Não há forma de descrever O Som da Terra a Tremer sem parecer que estamos a narrar uma alucinação, um sonho dentro de um sonho. O filme mistura a realidade de um escritor chamado Alberto com a sua obra que escreve, sobre um marinheiro chamado Luciano, onde não se distingue a realidade da ficção, onde não se separa as vivências de um homem artístico com as fantasias da sua personagem de carne e osso. No filme não tarda muito em que, sem perder o fio à meada, os fios narrativos se entrelaçam e o espectador é lançado a um enredo que terá de decifrar por si próprio. Rita Azevedo Gomes dá-nos pistas, mas somos nós que temos de encontrar a realidade de Alberto e a ficção de Luciano enquanto flutuamos numa poesia visual soberba e esmagadora.
A realizadora inspirou-se em duas grandes obras para a elaboração do argumento, Paludes de André Gide (sobre um autor recluso num pântano que simboliza os intelectuais de Paris do século XIX), e Wakefield de Nathaniel Hawthorne (sobre um homem que sai de casa com o pretexto de que vai viajar, mas que se instala num quarto do outro lado da sua rua). Embora o meio literário sirva de grande inspiração, este parece ser insuficiente perante a riqueza narrativa do filme, em que as imagens visuais nem sempre correspondem com a narração e o tempo nem sempre se adapta à realidade. Afinal, onde acaba o artista e onde começa a sua obra? Onde acaba a obra e começa o artista? É possível sequer fazer a separação entre Alberto e Luciano?

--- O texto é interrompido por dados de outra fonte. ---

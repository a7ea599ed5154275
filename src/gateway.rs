// Facility Gateway - Occupancy and environmental telemetry gateway
// Copyright (c) 2025 David Martin Venti
//
// Dual-licensed under AGPL-3.0 and Commercial License.
// See LICENSE file for details.

//! High-level gateway service
//!
//! [`TelemetryGateway`] owns the store handle and runs the degradation
//! policy for every request:
//!
//! 1. no store configuration: 500, nothing else is attempted
//! 2. forced mock or outside the availability window: synthetic data, no I/O
//! 3. unknown source id: 404, no I/O
//! 4. one store call; soft failures become synthetic data, hard failures
//!    become a 502 with DNS diagnostics
//! 5. rows are normalized, completed to the required set and assembled
//!
//! # Example
//!
//! ```rust
//! use facility_gateway::{MemoryStore, TelemetryGateway};
//! use std::sync::Arc;
//!
//! let rt = tokio::runtime::Builder::new_current_thread().enable_all().build().unwrap();
//! rt.block_on(async {
//!     let gateway = TelemetryGateway::new(Arc::new(MemoryStore::default())).with_force_mock(true);
//!     let response = gateway.occupancy(None).await;
//!     assert_eq!(response.status.as_u16(), 200);
//!     assert_eq!(response.body["reason"], "fallback-mock-forced");
//! });
//! ```

use crate::classifier::{Classification, ErrorClassifier};
use crate::completeness::{
    ensure_complete, placeholder_environment, placeholder_occupancy, placeholder_people_count,
};
use crate::config::GatewayConfig;
use crate::envelope::{self, FallbackDecision, GatewayResponse};
use crate::error::{ConfigError, StoreError, StoreStage};
use crate::normalize::{normalize_environment, normalize_occupancy, normalize_people_count};
use crate::probe::DiagnosticProber;
use crate::reading::Reading;
use crate::source::{Category, Source, SourceKind, SourceRegistry};
use crate::store::TelemetryStore;
use crate::synthetic::SyntheticGenerator;
use crate::window::{Clock, ServiceWindow, SystemClock};
use chrono::{DateTime, FixedOffset, Utc};
use rand::rngs::StdRng;
use std::sync::Arc;
use tracing::{debug, error, warn};

/// Store handle, or the reason there is none
enum StoreHandle {
    Ready(Arc<dyn TelemetryStore>),
    Unconfigured(ConfigError),
}

/// Where a request goes after the I/O-free checks
enum Route<'a> {
    Respond(GatewayResponse),
    Synthesize(FallbackDecision),
    Query(&'a Arc<dyn TelemetryStore>),
}

/// Telemetry gateway service
///
/// Holds no per-request state; share it behind an `Arc`.
pub struct TelemetryGateway {
    store: StoreHandle,
    registry: SourceRegistry,
    window: ServiceWindow,
    force_mock: bool,
    classifier: ErrorClassifier,
    prober: DiagnosticProber,
    clock: Arc<dyn Clock>,
    noise_seed: Option<u64>,
}

impl std::fmt::Debug for TelemetryGateway {
    fn fmt(&self, f: &mut std::fmt::Formatter<'_>) -> std::fmt::Result {
        f.debug_struct("TelemetryGateway")
            .field("configured", &self.is_configured())
            .field("window", &self.window)
            .field("force_mock", &self.force_mock)
            .field("classifier", &self.classifier)
            .field("prober", &self.prober)
            .finish_non_exhaustive()
    }
}

impl TelemetryGateway {
    /// Create a gateway over a store with default policy
    pub fn new(store: Arc<dyn TelemetryStore>) -> Self {
        Self::with_handle(StoreHandle::Ready(store))
    }

    /// Create a gateway that answers every request with a 500
    pub fn unconfigured(error: ConfigError) -> Self {
        Self::with_handle(StoreHandle::Unconfigured(error))
    }

    fn with_handle(store: StoreHandle) -> Self {
        Self {
            store,
            registry: SourceRegistry::default(),
            window: ServiceWindow::default(),
            force_mock: false,
            classifier: ErrorClassifier::default(),
            prober: DiagnosticProber::default(),
            clock: Arc::new(SystemClock),
            noise_seed: None,
        }
    }

    /// Apply the policy settings of a loaded configuration
    ///
    /// The prober keeps its resolver; only its timeout changes.
    pub fn configure(self, config: &GatewayConfig) -> Self {
        Self {
            window: config.window,
            force_mock: config.force_mock,
            classifier: ErrorClassifier::extended(config.extra_soft_codes.clone()),
            prober: self.prober.clone().with_timeout(config.dns_timeout),
            ..self
        }
    }

    pub fn with_registry(mut self, registry: SourceRegistry) -> Self {
        self.registry = registry;
        self
    }

    pub fn with_window(mut self, window: ServiceWindow) -> Self {
        self.window = window;
        self
    }

    pub fn with_force_mock(mut self, force_mock: bool) -> Self {
        self.force_mock = force_mock;
        self
    }

    pub fn with_classifier(mut self, classifier: ErrorClassifier) -> Self {
        self.classifier = classifier;
        self
    }

    pub fn with_prober(mut self, prober: DiagnosticProber) -> Self {
        self.prober = prober;
        self
    }

    pub fn with_clock(mut self, clock: Arc<dyn Clock>) -> Self {
        self.clock = clock;
        self
    }

    /// Seed the synthetic noise source; every request reuses the seed
    pub fn with_noise_seed(mut self, seed: u64) -> Self {
        self.noise_seed = Some(seed);
        self
    }

    /// Whether a store handle exists
    pub fn is_configured(&self) -> bool {
        matches!(self.store, StoreHandle::Ready(_))
    }

    pub fn registry(&self) -> &SourceRegistry {
        &self.registry
    }

    /// Parking occupancy for all cameras, or one when `camera` is given
    pub async fn occupancy(&self, camera: Option<&str>) -> GatewayResponse {
        let category = Category::Occupancy;
        let now = self.clock.now();
        let store = match self.route(category, camera, &now) {
            Route::Respond(response) => return response,
            Route::Synthesize(decision) => return self.synthesize(category, camera, decision, &now),
            Route::Query(store) => store,
        };

        let ts = now.with_timezone(&Utc);
        match store.occupancy(camera).await {
            Ok(rows) => {
                let readings = rows
                    .iter()
                    .filter_map(|row| {
                        let layout = self.registry.get(category, row.camera_id.trim())?.layout()?;
                        Some(normalize_occupancy(row, layout, ts))
                    })
                    .collect();
                self.complete(category, camera, readings, ts, |s| {
                    placeholder_occupancy(s, ts)
                })
            }
            Err(err) => self.store_failed(category, camera, err, &now).await,
        }
    }

    /// People counts for all zones, or one when `zone` is given
    pub async fn people_counts(&self, zone: Option<&str>) -> GatewayResponse {
        let category = Category::PeopleCount;
        let now = self.clock.now();
        let store = match self.route(category, zone, &now) {
            Route::Respond(response) => return response,
            Route::Synthesize(decision) => return self.synthesize(category, zone, decision, &now),
            Route::Query(store) => store,
        };

        let ts = now.with_timezone(&Utc);
        match store.people_counts(zone).await {
            Ok(rows) => {
                let readings = rows
                    .iter()
                    .filter_map(|row| {
                        let source = self.registry.get(category, row.zone_id.trim())?;
                        let SourceKind::Counter { capacity } = source.kind else {
                            return None;
                        };
                        Some(normalize_people_count(row, capacity, ts))
                    })
                    .collect();
                self.complete(category, zone, readings, ts, |s| {
                    placeholder_people_count(s, ts)
                })
            }
            Err(err) => self.store_failed(category, zone, err, &now).await,
        }
    }

    /// Environmental readings for all nodes, or one when `sensor` is given
    pub async fn environment(&self, sensor: Option<&str>) -> GatewayResponse {
        let category = Category::Environment;
        let now = self.clock.now();
        let store = match self.route(category, sensor, &now) {
            Route::Respond(response) => return response,
            Route::Synthesize(decision) => {
                return self.synthesize(category, sensor, decision, &now)
            }
            Route::Query(store) => store,
        };

        let ts = now.with_timezone(&Utc);
        match store.environment(sensor).await {
            Ok(rows) => {
                let readings = rows
                    .iter()
                    .filter(|row| self.registry.get(category, row.sensor_id.trim()).is_some())
                    .map(|row| normalize_environment(row, ts))
                    .collect();
                self.complete(category, sensor, readings, ts, |s| {
                    placeholder_environment(s, ts)
                })
            }
            Err(err) => self.store_failed(category, sensor, err, &now).await,
        }
    }

    /// Checks that need no I/O, cheapest first
    fn route(&self, category: Category, filter: Option<&str>, now: &DateTime<FixedOffset>) -> Route<'_> {
        let store = match &self.store {
            StoreHandle::Ready(store) => store,
            StoreHandle::Unconfigured(err) => {
                error!(category = category.as_str(), "refusing request: {}", err);
                return Route::Respond(envelope::config_missing(err));
            }
        };

        let decision = if self.force_mock {
            FallbackDecision::ForcedMock
        } else if let Some(hour) = self.window.closed_at(now) {
            FallbackDecision::OutOfWindow { hour }
        } else {
            FallbackDecision::None
        };
        if decision.is_mock() {
            // Unknown ids synthesize to an empty collection.
            debug!(category = category.as_str(), "{}", decision.describe());
            return Route::Synthesize(decision);
        }

        if let Some(id) = filter {
            if self.registry.get(category, id).is_none() {
                debug!(category = category.as_str(), id, "unknown source requested");
                return Route::Respond(envelope::not_found(category, id));
            }
        }
        Route::Query(store)
    }

    /// Classify a store failure into a synthetic answer or a 502
    async fn store_failed(
        &self,
        category: Category,
        filter: Option<&str>,
        err: StoreError,
        now: &DateTime<FixedOffset>,
    ) -> GatewayResponse {
        match self.classifier.classify(&err) {
            Classification::SoftFallback(code) => {
                let decision = FallbackDecision::ConnectionError { code };
                warn!(category = category.as_str(), "{}: {}", decision.describe(), err);
                self.synthesize(category, filter, decision, now)
            }
            Classification::HardFail(code) => {
                error!(
                    category = category.as_str(),
                    code = %code,
                    host = err.host(),
                    port = err.port(),
                    "store failure: {}",
                    err
                );
                let dns = match err.stage() {
                    StoreStage::Connect => Some(self.prober.probe(err.host()).await),
                    StoreStage::Query => None,
                };
                envelope::hard_fail(&err, dns)
            }
        }
    }

    /// Completeness step and assembly of a live answer
    fn complete<R, F>(
        &self,
        category: Category,
        filter: Option<&str>,
        readings: Vec<R>,
        ts: DateTime<Utc>,
        placeholder: F,
    ) -> GatewayResponse
    where
        R: Reading,
        F: Fn(&Source) -> R,
    {
        if let Some(id) = filter {
            if readings.is_empty() {
                return envelope::not_found(category, id);
            }
        }
        let required = self.registry.select(category, filter);
        let readings = ensure_complete(readings, &required, placeholder);
        envelope::assemble(category, readings, FallbackDecision::None, ts)
    }

    fn generator(&self) -> SyntheticGenerator<StdRng> {
        match self.noise_seed {
            Some(seed) => SyntheticGenerator::seeded(seed),
            None => SyntheticGenerator::from_entropy(),
        }
    }

    /// Whole-response synthetic answer
    fn synthesize(
        &self,
        category: Category,
        filter: Option<&str>,
        decision: FallbackDecision,
        now: &DateTime<FixedOffset>,
    ) -> GatewayResponse {
        let sources = self.registry.select(category, filter);
        let ts = now.with_timezone(&Utc);
        let mut generator = self.generator();
        match category {
            Category::Occupancy => {
                let readings: Vec<_> = sources
                    .iter()
                    .filter_map(|s| generator.occupancy(s, now))
                    .collect();
                envelope::assemble(category, readings, decision, ts)
            }
            Category::PeopleCount => {
                let readings: Vec<_> = sources
                    .iter()
                    .filter_map(|s| generator.people_count(s, now))
                    .collect();
                envelope::assemble(category, readings, decision, ts)
            }
            Category::Environment => {
                let readings: Vec<_> = sources
                    .iter()
                    .filter_map(|s| generator.environment(s, now))
                    .collect();
                envelope::assemble(category, readings, decision, ts)
            }
        }
    }
}
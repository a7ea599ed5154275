// Facility Gateway - Occupancy and environmental telemetry gateway
// Copyright (c) 2025 David Martin Venti
//
// Dual-licensed under AGPL-3.0 and Commercial License.
// See LICENSE file for details.

//! Store access
//!
//! [`TelemetryStore`] is the seam between the gateway and the authoritative
//! store. Implementations acquire one pooled connection per call, run one
//! query, release the connection on every exit path, and report failures
//! as a tagged [`StoreError`].

use crate::error::StoreError;
use crate::reading::{EnvironmentRow, OccupancyRow, PeopleCountRow};
use async_trait::async_trait;
use std::sync::atomic::{AtomicUsize, Ordering};
use std::sync::Mutex;

/// Network target of the store
#[derive(Debug, Clone, PartialEq, Eq)]
pub struct StoreEndpoint {
    pub host: String,
    pub port: u16,
}

impl StoreEndpoint {
    pub fn new(host: impl Into<String>, port: u16) -> Self {
        Self {
            host: host.into(),
            port,
        }
    }
}

/// Read access to the telemetry tables
///
/// `filter` narrows the query to one source id.
#[async_trait]
pub trait TelemetryStore: Send + Sync {
    /// Where the store lives, for diagnostics
    fn endpoint(&self) -> StoreEndpoint;

    /// Latest occupancy rows
    async fn occupancy(&self, filter: Option<&str>) -> Result<Vec<OccupancyRow>, StoreError>;

    /// Latest people-count rows
    async fn people_counts(&self, filter: Option<&str>)
        -> Result<Vec<PeopleCountRow>, StoreError>;

    /// Latest environmental rows
    async fn environment(&self, filter: Option<&str>) -> Result<Vec<EnvironmentRow>, StoreError>;
}

/// In-memory store with canned rows and an optional injected failure
///
/// Counts calls so callers can check that a path performed no I/O.
#[derive(Debug)]
pub struct MemoryStore {
    endpoint: StoreEndpoint,
    occupancy: Vec<OccupancyRow>,
    people_counts: Vec<PeopleCountRow>,
    environment: Vec<EnvironmentRow>,
    failure: Mutex<Option<StoreError>>,
    calls: AtomicUsize,
}

impl Default for MemoryStore {
    fn default() -> Self {
        Self::new(StoreEndpoint::new("localhost", 5432))
    }
}

impl MemoryStore {
    pub fn new(endpoint: StoreEndpoint) -> Self {
        Self {
            endpoint,
            occupancy: Vec::new(),
            people_counts: Vec::new(),
            environment: Vec::new(),
            failure: Mutex::new(None),
            calls: AtomicUsize::new(0),
        }
    }

    pub fn with_occupancy(mut self, rows: Vec<OccupancyRow>) -> Self {
        self.occupancy = rows;
        self
    }

    pub fn with_people_counts(mut self, rows: Vec<PeopleCountRow>) -> Self {
        self.people_counts = rows;
        self
    }

    pub fn with_environment(mut self, rows: Vec<EnvironmentRow>) -> Self {
        self.environment = rows;
        self
    }

    /// Fail every call with `error`
    pub fn failing(self, error: StoreError) -> Self {
        self.set_failure(Some(error));
        self
    }

    /// Replace the injected failure, `None` to recover
    pub fn set_failure(&self, error: Option<StoreError>) {
        if let Ok(mut failure) = self.failure.lock() {
            *failure = error;
        }
    }

    /// Number of store calls served so far
    pub fn calls(&self) -> usize {
        self.calls.load(Ordering::SeqCst)
    }

    fn enter(&self) -> Result<(), StoreError> {
        self.calls.fetch_add(1, Ordering::SeqCst);
        match self.failure.lock() {
            Ok(failure) => failure.clone().map_or(Ok(()), Err),
            Err(_) => Ok(()),
        }
    }
}

fn matches(id: &str, filter: Option<&str>) -> bool {
    filter.map_or(true, |wanted| id.trim() == wanted)
}

#[async_trait]
impl TelemetryStore for MemoryStore {
    fn endpoint(&self) -> StoreEndpoint {
        self.endpoint.clone()
    }

    async fn occupancy(&self, filter: Option<&str>) -> Result<Vec<OccupancyRow>, StoreError> {
        self.enter()?;
        Ok(self
            .occupancy
            .iter()
            .filter(|row| matches(&row.camera_id, filter))
            .cloned()
            .collect())
    }

    async fn people_counts(
        &self,
        filter: Option<&str>,
    ) -> Result<Vec<PeopleCountRow>, StoreError> {
        self.enter()?;
        Ok(self
            .people_counts
            .iter()
            .filter(|row| matches(&row.zone_id, filter))
            .cloned()
            .collect())
    }

    async fn environment(&self, filter: Option<&str>) -> Result<Vec<EnvironmentRow>, StoreError> {
        self.enter()?;
        Ok(self
            .environment
            .iter()
            .filter(|row| matches(&row.sensor_id, filter))
            .cloned()
            .collect())
    }
}

#[cfg(test)]
mod tests {
    use super::*;
    use crate::error::ErrorCode;

    fn row(id: &str) -> PeopleCountRow {
        PeopleCountRow {
            zone_id: id.to_string(),
            people_count: Some(3),
            captured_at: None,
        }
    }

    #[tokio::test]
    async fn test_memory_store_filters() {
        let store = MemoryStore::default().with_people_counts(vec![row("lobby"), row("workshop")]);
        assert_eq!(store.people_counts(None).await.unwrap().len(), 2);
        let rows = store.people_counts(Some("lobby")).await.unwrap();
        assert_eq!(rows.len(), 1);
        assert_eq!(rows[0].zone_id, "lobby");
        assert_eq!(store.calls(), 2);
    }

    #[tokio::test]
    async fn test_memory_store_failure_and_recovery() {
        let err = StoreError::connect(ErrorCode::ConnectionRefused, "localhost", 5432, "refused");
        let store = MemoryStore::default().failing(err.clone());
        assert_eq!(store.occupancy(None).await.unwrap_err(), err);
        store.set_failure(None);
        assert!(store.occupancy(None).await.unwrap().is_empty());
        assert_eq!(store.endpoint(), StoreEndpoint::new("localhost", 5432));
    }
}
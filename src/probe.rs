// Facility Gateway - Occupancy and environmental telemetry gateway
// Copyright (c) 2025 David Martin Venti
//
// Dual-licensed under AGPL-3.0 and Commercial License.
// See LICENSE file for details.

//! DNS diagnostics for hard-fail responses
//!
//! Resolution failure is itself diagnostic information: [`DiagnosticProber::probe`]
//! never fails, it reports `ok: false` with the error instead.

use async_trait::async_trait;
use serde::Serialize;
use std::collections::HashMap;
use std::io;
use std::net::IpAddr;
use std::sync::Arc;
use std::time::Duration;
use tracing::debug;

/// Result of resolving the store hostname
#[derive(Debug, Clone, PartialEq, Eq, Serialize)]
pub struct DnsDiagnostic {
    pub ok: bool,
    #[serde(skip_serializing_if = "Option::is_none")]
    pub addresses: Option<Vec<String>>,
    #[serde(skip_serializing_if = "Option::is_none")]
    pub error: Option<String>,
}

impl DnsDiagnostic {
    pub fn resolved(addresses: Vec<String>) -> Self {
        Self {
            ok: true,
            addresses: Some(addresses),
            error: None,
        }
    }

    pub fn failed(error: impl Into<String>) -> Self {
        Self {
            ok: false,
            addresses: None,
            error: Some(error.into()),
        }
    }
}

/// Hostname resolution over both address families
#[async_trait]
pub trait Resolver: Send + Sync {
    async fn resolve(&self, host: &str) -> io::Result<Vec<IpAddr>>;
}

/// Resolver backed by the system resolver (IPv4 and IPv6)
#[derive(Debug, Clone, Copy, Default)]
pub struct SystemResolver;

#[async_trait]
impl Resolver for SystemResolver {
    async fn resolve(&self, host: &str) -> io::Result<Vec<IpAddr>> {
        let addrs = tokio::net::lookup_host((host, 0)).await?;
        Ok(addrs.map(|addr| addr.ip()).collect())
    }
}

/// Resolver answering from a fixed table
#[derive(Debug, Clone, Default)]
pub struct StaticResolver {
    answers: HashMap<String, Result<Vec<IpAddr>, String>>,
}

impl StaticResolver {
    pub fn new() -> Self {
        Self::default()
    }

    /// Answer `host` with the given addresses
    pub fn with_addresses(mut self, host: impl Into<String>, addresses: Vec<IpAddr>) -> Self {
        self.answers.insert(host.into(), Ok(addresses));
        self
    }

    /// Answer `host` with an error
    pub fn with_error(mut self, host: impl Into<String>, error: impl Into<String>) -> Self {
        self.answers.insert(host.into(), Err(error.into()));
        self
    }
}

#[async_trait]
impl Resolver for StaticResolver {
    async fn resolve(&self, host: &str) -> io::Result<Vec<IpAddr>> {
        match self.answers.get(host) {
            Some(Ok(addresses)) => Ok(addresses.clone()),
            Some(Err(error)) => Err(io::Error::new(io::ErrorKind::Other, error.clone())),
            None => Err(io::Error::new(
                io::ErrorKind::NotFound,
                format!("no answer for {host}"),
            )),
        }
    }
}

/// Best-effort DNS prober
#[derive(Clone)]
pub struct DiagnosticProber {
    resolver: Arc<dyn Resolver>,
    timeout: Duration,
}

impl std::fmt::Debug for DiagnosticProber {
    fn fmt(&self, f: &mut std::fmt::Formatter<'_>) -> std::fmt::Result {
        f.debug_struct("DiagnosticProber")
            .field("timeout", &self.timeout)
            .finish_non_exhaustive()
    }
}

impl Default for DiagnosticProber {
    fn default() -> Self {
        Self::new(Arc::new(SystemResolver), Duration::from_millis(2000))
    }
}

impl DiagnosticProber {
    pub fn new(resolver: Arc<dyn Resolver>, timeout: Duration) -> Self {
        Self { resolver, timeout }
    }

    /// Same resolver, different bound
    pub fn with_timeout(mut self, timeout: Duration) -> Self {
        self.timeout = timeout;
        self
    }

    pub fn timeout(&self) -> Duration {
        self.timeout
    }

    /// Resolve `host` and describe the outcome.
    ///
    /// Addresses are deduplicated, IPv4 before IPv6.
    pub async fn probe(&self, host: &str) -> DnsDiagnostic {
        let result = tokio::time::timeout(self.timeout, self.resolver.resolve(host)).await;
        let diagnostic = match result {
            Err(_) => DnsDiagnostic::failed(format!(
                "resolution timed out after {}ms",
                self.timeout.as_millis()
            )),
            Ok(Err(err)) => DnsDiagnostic::failed(err.to_string()),
            Ok(Ok(mut addresses)) => {
                addresses.sort_by_key(|ip| (ip.is_ipv6(), *ip));
                addresses.dedup();
                if addresses.is_empty() {
                    DnsDiagnostic::failed("no addresses")
                } else {
                    DnsDiagnostic::resolved(addresses.iter().map(IpAddr::to_string).collect())
                }
            }
        };
        debug!(host, ok = diagnostic.ok, "dns probe finished");
        diagnostic
    }
}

A resposta não é definitiva, mas é sempre subjectiva, e cabe a cada um de nós interpretá-la. O filme evoca o teórico e filósofo Roland Barthes que, no seu célebre ensaio de 1967, A Morte do Autor, defende que a interpretação do leitor se deve sobrepor a tudo aquilo que conhecemos do escritor. O texto não se deve definir pelas intenções do autor pois a obra é sempre filtrada pela subjetividade atribuída pelo leitor. Sendo assim, o autor “morre” para que a narrativa passe a ser de quem lhe atribui significado. Isto implica que cada um de nós interpreta a vida de Alberto e a história de Luciano de uma forma muito individualizada. Cabe a nós definir o que é ficção e o que é realidade (e se esta existe), e onde Alberto morre e Luciano vive.
O filme apresenta grandes incógnitas sobre as suas personagens que, por sua vez, levam a grandes implicações. Se Alberto não pode ser definido pelas suas experiências (que podem ser inventadas) ou pelas suas relações (que podem ser imaginadas), como podemos definir tal homem? Como podemos definir a sua personagem? E, talvez o mais importante, como se define a ele próprio?
Se a resposta a estas questões é através da sua obra, então Alberto apenas pode ser definido pela representação de Luciano, que é tão incerta como o seu nome e como a sua própria narrativa. O escritor espelha-se na sua ficção de forma frágil e cruel, ilustrando sem rodeios a solidão e a tristeza que o persegue e atormenta. Ele cria a sua própria miséria, construindo a sua vida numa muralha de arrependimentos. Talvez o som da terra a tremer seja o som dos muros que ele próprio ergue à sua volta.